Results of adjusted single SNP tests of associations among African American adults for LDL-C levels, pre-medication.

Figure 2: Results of adjusted single SNP tests of associations among African American adults for LDL-C levels, pre-medication.

Lipid labs were extracted from EHRs and represent the first mention of the laboratory value free of evidence of concurrent lipid lowering medication usage (“pre-medication”). Each SNP was tested for an association with each pre-medication lipid lab using linear regression assuming an additive genetic model adjusted for age, sex, body mass index, and the first 10 principal components. SNP genomic location is given on the x-axis, and p-values (−log10 transformed) are plotted along the y-axis using Synthesis View.

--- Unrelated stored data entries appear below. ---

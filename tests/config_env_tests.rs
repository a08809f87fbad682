//! Environment overrides run in their own test binary so the process
//! environment is not shared with other configuration tests.

use action_sheet::config::Config;

#[test]
fn test_environment_overrides_sheet_options() {
    std::env::set_var("ACTION_SHEET__SHEET__WRAP_TEXT", "false");
    std::env::set_var("ACTION_SHEET__SHEET__ANIMATION_DURATION_MS", "400");

    let config = Config::load_layered(None).expect("layered load");

    std::env::remove_var("ACTION_SHEET__SHEET__WRAP_TEXT");
    std::env::remove_var("ACTION_SHEET__SHEET__ANIMATION_DURATION_MS");

    assert!(!config.sheet.wrap_text);
    assert_eq!(config.sheet.animation_duration_ms, 400);
}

The direction of the arrows corresponds to the direction of the beta-coefficient. The significance threshold is indicated by the red line at p = 0.05. Also plotted are the betas and the coded allele frequencies (CAF).
Results of adjusted single SNP tests of associations among African American adults for triglyceride levels, pre-medication.

Figure 3: Results of adjusted single SNP tests of associations among African American adults for triglyceride levels, pre-medication.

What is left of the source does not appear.